Since then, we did not talk personally for about two months, although we kept in touch through e-mail. This past weekend we ran into each other and ended up spending time together. I was emotionally prepared to handle his repetitive speech about "not looking for a relationship," so I was going to brush it off.
However, he is now calling me constantly and expressing how concerned he is about my well being, how he is tired of the dating scene and how he has resolved to look for a wife!
I am so confused at this point. I answer his calls, but I am scared to get involved again. I do not want to give in easily. All I want is commitment and marriage down the road!
Before we discuss the man you dated, let's talk about you. You have to clarify exactly what you want from a relationship. You letter mentioned "commitment" and "marriage down the road.”
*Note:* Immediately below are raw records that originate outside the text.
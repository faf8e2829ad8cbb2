//! Routing keys
//!
//! The queue routing key selects a processor. The four known keys map to
//! variants; anything else is kept as `Unknown` so the dispatcher can drop it
//! explicitly.

use std::fmt;

use crate::constants::routing;

#[derive(Debug, Clone, PartialEq, Eq, Hash)]
pub enum RoutingKey {
    LogChutes,
    DataChutes,
    Watchdogs,
    Monitors,
    Unknown(String),
}

impl RoutingKey {
    pub fn parse(key: &str) -> Self {
        match key {
            routing::LOGCHUTES => Self::LogChutes,
            routing::DATACHUTES => Self::DataChutes,
            routing::WATCHDOGS => Self::Watchdogs,
            routing::MONITORS => Self::Monitors,
            other => Self::Unknown(other.to_string()),
        }
    }

    pub fn as_str(&self) -> &str {
        match self {
            Self::LogChutes => routing::LOGCHUTES,
            Self::DataChutes => routing::DATACHUTES,
            Self::Watchdogs => routing::WATCHDOGS,
            Self::Monitors => routing::MONITORS,
            Self::Unknown(key) => key,
        }
    }

    pub fn is_known(&self) -> bool {
        !matches!(self, Self::Unknown(_))
    }

    /// Every routable key
    pub fn known() -> [RoutingKey; 4] {
        [
            Self::LogChutes,
            Self::DataChutes,
            Self::Watchdogs,
            Self::Monitors,
        ]
    }
}

impl From<&str> for RoutingKey {
    fn from(key: &str) -> Self {
        Self::parse(key)
    }
}

impl fmt::Display for RoutingKey {
    fn fmt(&self, f: &mut fmt::Formatter<'_>) -> fmt::Result {
        f.write_str(self.as_str())
    }
}
//! Log and data ingestion through chute sets

use std::sync::Arc;

use async_trait::async_trait;
use chrono::Utc;
use tracing::debug;

use super::{Processor, ProcessorError};
use crate::messaging::Message;
use crate::sifter::ChuteSet;

/// Sifts log documents into distilleries
#[derive(Debug, Clone)]
pub struct LogProcessor {
    chutes: Arc<ChuteSet>,
}

impl LogProcessor {
    pub fn new(chutes: Arc<ChuteSet>) -> Self {
        Self { chutes }
    }
}

#[async_trait]
impl Processor for LogProcessor {
    fn name(&self) -> &'static str {
        "LogProcessor"
    }

    async fn process(&self, message: &Message) -> Result<(), ProcessorError> {
        let outcome = self.chutes.process(&message.document, Utc::now()).await?;
        debug!(
            processor = self.name(),
            document = %message.document,
            saved = outcome.saved.len(),
            used_default = outcome.used_default,
            "Log document sifted"
        );
        Ok(())
    }
}

/// Sifts data documents into distilleries, stamping chute platforms
#[derive(Debug, Clone)]
pub struct DataProcessor {
    chutes: Arc<ChuteSet>,
}

impl DataProcessor {
    pub fn new(chutes: Arc<ChuteSet>) -> Self {
        Self { chutes }
    }
}

#[async_trait]
impl Processor for DataProcessor {
    fn name(&self) -> &'static str {
        "DataProcessor"
    }

    async fn process(&self, message: &Message) -> Result<(), ProcessorError> {
        let outcome = self.chutes.process(&message.document, Utc::now()).await?;
        debug!(
            processor = self.name(),
            document = %message.document,
            saved = outcome.saved.len(),
            used_default = outcome.used_default,
            "Data document sifted"
        );
        Ok(())
    }
}
//! # Error Types
//!
//! Crate-level error enum plus the storage error shared by every store seam
//! (documents, alerts, monitors). Concern-specific errors live next to their
//! modules and convert into [`DistillError`].

use thiserror::Error;

use crate::config::ConfigurationError;
use crate::distilleries::DistilleryError;
use crate::messaging::{DecodeError, MessagingError};
use crate::monitors::MonitorError;
use crate::processors::ProcessorError;
use crate::watchdogs::WatchdogError;

/// Errors raised by a storage backend
#[derive(Error, Debug, Clone, PartialEq)]
pub enum StoreError {
    #[error("{kind} not found: {key}")]
    NotFound { kind: String, key: String },

    #[error("Store unavailable: {operation}: {message}")]
    Unavailable { operation: String, message: String },

    #[error("Write rejected for {kind} {key}: {message}")]
    WriteRejected {
        kind: String,
        key: String,
        message: String,
    },
}

impl StoreError {
    /// Create a not-found error
    pub fn not_found(kind: impl Into<String>, key: impl Into<String>) -> Self {
        Self::NotFound {
            kind: kind.into(),
            key: key.into(),
        }
    }

    /// Create an unavailable-backend error
    pub fn unavailable(operation: impl Into<String>, message: impl Into<String>) -> Self {
        Self::Unavailable {
            operation: operation.into(),
            message: message.into(),
        }
    }

    /// Create a rejected-write error
    pub fn write_rejected(
        kind: impl Into<String>,
        key: impl Into<String>,
        message: impl Into<String>,
    ) -> Self {
        Self::WriteRejected {
            kind: kind.into(),
            key: key.into(),
            message: message.into(),
        }
    }

    pub fn is_not_found(&self) -> bool {
        matches!(self, Self::NotFound { .. })
    }
}

pub type StoreResult<T> = std::result::Result<T, StoreError>;

/// Top-level error for the distill core
#[derive(Error, Debug)]
pub enum DistillError {
    #[error(transparent)]
    Configuration(#[from] ConfigurationError),

    #[error(transparent)]
    Messaging(#[from] MessagingError),

    #[error(transparent)]
    Decode(#[from] DecodeError),

    #[error(transparent)]
    Store(#[from] StoreError),

    #[error(transparent)]
    Monitor(#[from] MonitorError),

    #[error(transparent)]
    Processor(#[from] ProcessorError),

    #[error(transparent)]
    Distillery(#[from] DistilleryError),

    #[error(transparent)]
    Watchdog(#[from] WatchdogError),
}

pub type Result<T> = std::result::Result<T, DistillError>;
//! Queue service providers

pub mod in_memory;
#[cfg(feature = "rabbitmq")]
pub mod rabbitmq;

pub use in_memory::InMemoryQueueService;
#[cfg(feature = "rabbitmq")]
pub use rabbitmq::RabbitMqQueueService;
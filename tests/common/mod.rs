pub mod builders;
pub mod log_capture;
pub mod strategies;

pub use builders::*;
pub use log_capture::*;
pub use strategies::*;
When someone is dating with the ultimate goal of marriage, the couple becomes exclusive as their courtship moves in the direction of marriage. However, a dating partner can give you exclusivity and then, months later when you feel ready to move the courtship toward engagement and marriage, he can opt out and claim, "I never said that just because we were only seeing each other I was interested in long-term commitment."
Perhaps an exclusive, short-term relationship is acceptable for some people. But when someone dates with the expectation that a promising courtship will lead to marriage, exclusivity should be a means to the ultimate goal of marriage. That's why you need to make your intentions clear to your dating partner early on. While you don't want to give the impression that it is just a matter of time before you mail the wedding invitations, and scare someone away prematurely, you also do not want to waste time and energy developing a connection with someone whose ultimate goals are not the same as yours.
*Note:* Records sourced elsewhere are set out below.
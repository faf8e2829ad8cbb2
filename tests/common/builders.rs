//! Fixtures shared by the integration tests: fixed timestamps around a
//! five-minute monitor interval and harnesses wired against the in-memory
//! stores.

#![allow(dead_code)]

use std::sync::Arc;

use chrono::{DateTime, Duration, TimeZone, Utc};
use serde_json::{json, Value};

use distill_core::alerts::InMemoryAlertSink;
use distill_core::documents::InMemoryDocumentStore;
use distill_core::events::EventPublisher;
use distill_core::monitors::{InMemoryMonitorStore, Monitor, MonitorEngine, MonitorState, MonitorStatus};
use distill_core::{AlertLevel, TimeUnit};

pub const DISTILLERY: &str = "elasticsearch.test_index.test_docs";
pub const MONITOR_NAME: &str = "health_alerts";
pub const DOC_ID: &str = "1";

/// Last heartbeat of the fixture monitors
pub fn last_healthy() -> DateTime<Utc> {
    Utc.with_ymd_and_hms(2016, 1, 1, 9, 0, 0).unwrap()
}

/// Inside the interval
pub fn early() -> DateTime<Utc> {
    last_healthy() + Duration::minutes(4)
}

/// Exactly on the interval, not yet overdue
pub fn on_time() -> DateTime<Utc> {
    last_healthy() + Duration::minutes(5)
}

/// Past the interval
pub fn late() -> DateTime<Utc> {
    last_healthy() + Duration::minutes(6)
}

pub fn seconds_after_healthy(seconds: i64) -> DateTime<Utc> {
    last_healthy() + Duration::seconds(seconds)
}

/// Builder for monitors with persisted state
pub struct MonitorBuilder {
    name: String,
    status: MonitorStatus,
    time_interval: u64,
    time_unit: TimeUnit,
    level: AlertLevel,
    alerts_enabled: bool,
    repeating_alerts: bool,
    enabled: bool,
    last_active: Option<String>,
    last_doc: Option<String>,
}

impl MonitorBuilder {
    pub fn new() -> Self {
        Self {
            name: MONITOR_NAME.to_string(),
            status: MonitorStatus::Green,
            time_interval: 5,
            time_unit: TimeUnit::Minutes,
            level: AlertLevel::High,
            alerts_enabled: true,
            repeating_alerts: false,
            enabled: true,
            last_active: Some(DISTILLERY.to_string()),
            last_doc: Some(DOC_ID.to_string()),
        }
    }

    pub fn with_name(mut self, name: &str) -> Self {
        self.name = name.to_string();
        self
    }

    pub fn with_status(mut self, status: MonitorStatus) -> Self {
        self.status = status;
        self
    }

    pub fn with_interval(mut self, time_interval: u64, time_unit: TimeUnit) -> Self {
        self.time_interval = time_interval;
        self.time_unit = time_unit;
        self
    }

    pub fn with_alerts_enabled(mut self, alerts_enabled: bool) -> Self {
        self.alerts_enabled = alerts_enabled;
        self
    }

    pub fn with_repeating_alerts(mut self, repeating_alerts: bool) -> Self {
        self.repeating_alerts = repeating_alerts;
        self
    }

    pub fn disabled(mut self) -> Self {
        self.enabled = false;
        self
    }

    pub fn without_last_document(mut self) -> Self {
        self.last_active = None;
        self.last_doc = None;
        self
    }

    pub fn with_last_document(mut self, distillery: &str, doc_id: &str) -> Self {
        self.last_active = Some(distillery.to_string());
        self.last_doc = Some(doc_id.to_string());
        self
    }

    pub fn build(self) -> Monitor {
        Monitor::new(self.name, vec![DISTILLERY.to_string()], self.time_interval, self.time_unit)
            .with_alert_level(self.level)
            .with_alerts_enabled(self.alerts_enabled)
            .with_repeating_alerts(self.repeating_alerts)
            .with_enabled(self.enabled)
            .with_created_date(last_healthy() - Duration::days(1))
            .with_state(MonitorState {
                status: self.status,
                last_healthy: Some(last_healthy()),
                last_active_distillery: self.last_active,
                last_saved_doc: self.last_doc,
                ..MonitorState::default()
            })
    }
}

impl Default for MonitorBuilder {
    fn default() -> Self {
        Self::new()
    }
}

/// A monitor engine over in-memory stores, seeded with one document
pub struct EngineHarness {
    pub engine: Arc<MonitorEngine>,
    pub monitors: Arc<InMemoryMonitorStore>,
    pub alerts: Arc<InMemoryAlertSink>,
    pub documents: Arc<InMemoryDocumentStore>,
    pub publisher: EventPublisher,
}

impl EngineHarness {
    pub fn new(monitors: impl IntoIterator<Item = Monitor>) -> Self {
        let monitors = Arc::new(InMemoryMonitorStore::with_monitors(monitors));
        let alerts = Arc::new(InMemoryAlertSink::new());
        let documents = Arc::new(
            InMemoryDocumentStore::new().with_document(DISTILLERY, DOC_ID, sample_document()),
        );
        let publisher = EventPublisher::new(256);
        let engine = Arc::new(MonitorEngine::new(
            monitors.clone(),
            documents.clone(),
            alerts.clone(),
            publisher.clone(),
        ));
        Self {
            engine,
            monitors,
            alerts,
            documents,
            publisher,
        }
    }

    pub fn status(&self, name: &str) -> MonitorStatus {
        self.monitors
            .snapshot(name)
            .map(|m| m.status())
            .expect("monitor exists")
    }
}

pub fn sample_document() -> Value {
    json!({
        "title": "foo",
        "content": "the quick brown fox",
        "author": "jdoe",
    })
}

/// A raw queue body for a document saved in the fixture distillery
pub fn message_body(doc_id: &str, extra: Value) -> Vec<u8> {
    let mut body = json!({
        "@uuid": doc_id,
        "collection": DISTILLERY,
    });
    if let (Some(target), Value::Object(fields)) = (body.as_object_mut(), extra) {
        target.extend(fields);
    }
    serde_json::to_vec(&body).expect("serializable body")
}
We suggest saying something like, "I want you to know that the reason I am dating is because I would like to meet someone who is right is for me, and develop a courtship that will lead to marriage. I don't know if you are that person, but I have a purpose to my dating and I want to be up front about it."
If you date runs from this revelation, or if he says, "I am having a good time with you and would like to keep this casual," then he doesn't have the same goals as you -- and you are better off not making an investment in something that has no future. It is a mistake to think that you will change his mind if he falls in love with you, if you date long enough to really get to know each other, and/or if you try harder, if you lose five pounds, or if you get a beauty makeover.
Now let's talk about this guy. What has changed since the time the two of you were dating? His words may seem encouraging, but they are not really saying much about him. If he really does want to get married, what is he doing about it? Has he gone to therapy to work on any commitment-related issues he cannot overcome himself? Has he changed the way he is dating to focus more on a serious courtship that can lead to marriage?
Has he informed you of his new objective in order to convince you to let him back into your life, even though he has no intention of pursuing your relationship in the direction of marriage? (In other words, has he decided that you are not "the one" but you are good for the time being?) Or, has he decided that the two of you were great together, it's time to grow up, and he would now like to focus his energies on nurturing a courtship so that, if all goes well, the two of you can become engaged?
If you are entertaining the possibility of getting back together with this man, you must ask him to spell out exactly what he means as soon as possible. Unless he's made a dramatic turnaround and is definitely focused on seeing your courtship lead to marriage, we wouldn't recommend becoming involved with him again. You've already determined that the two of you were moving in different directions, and you've dealt with the pain of a break up and poised yourself to move on. If you still don't want the same things, why leave yourself open to another, inevitable round of hurt and disappointment?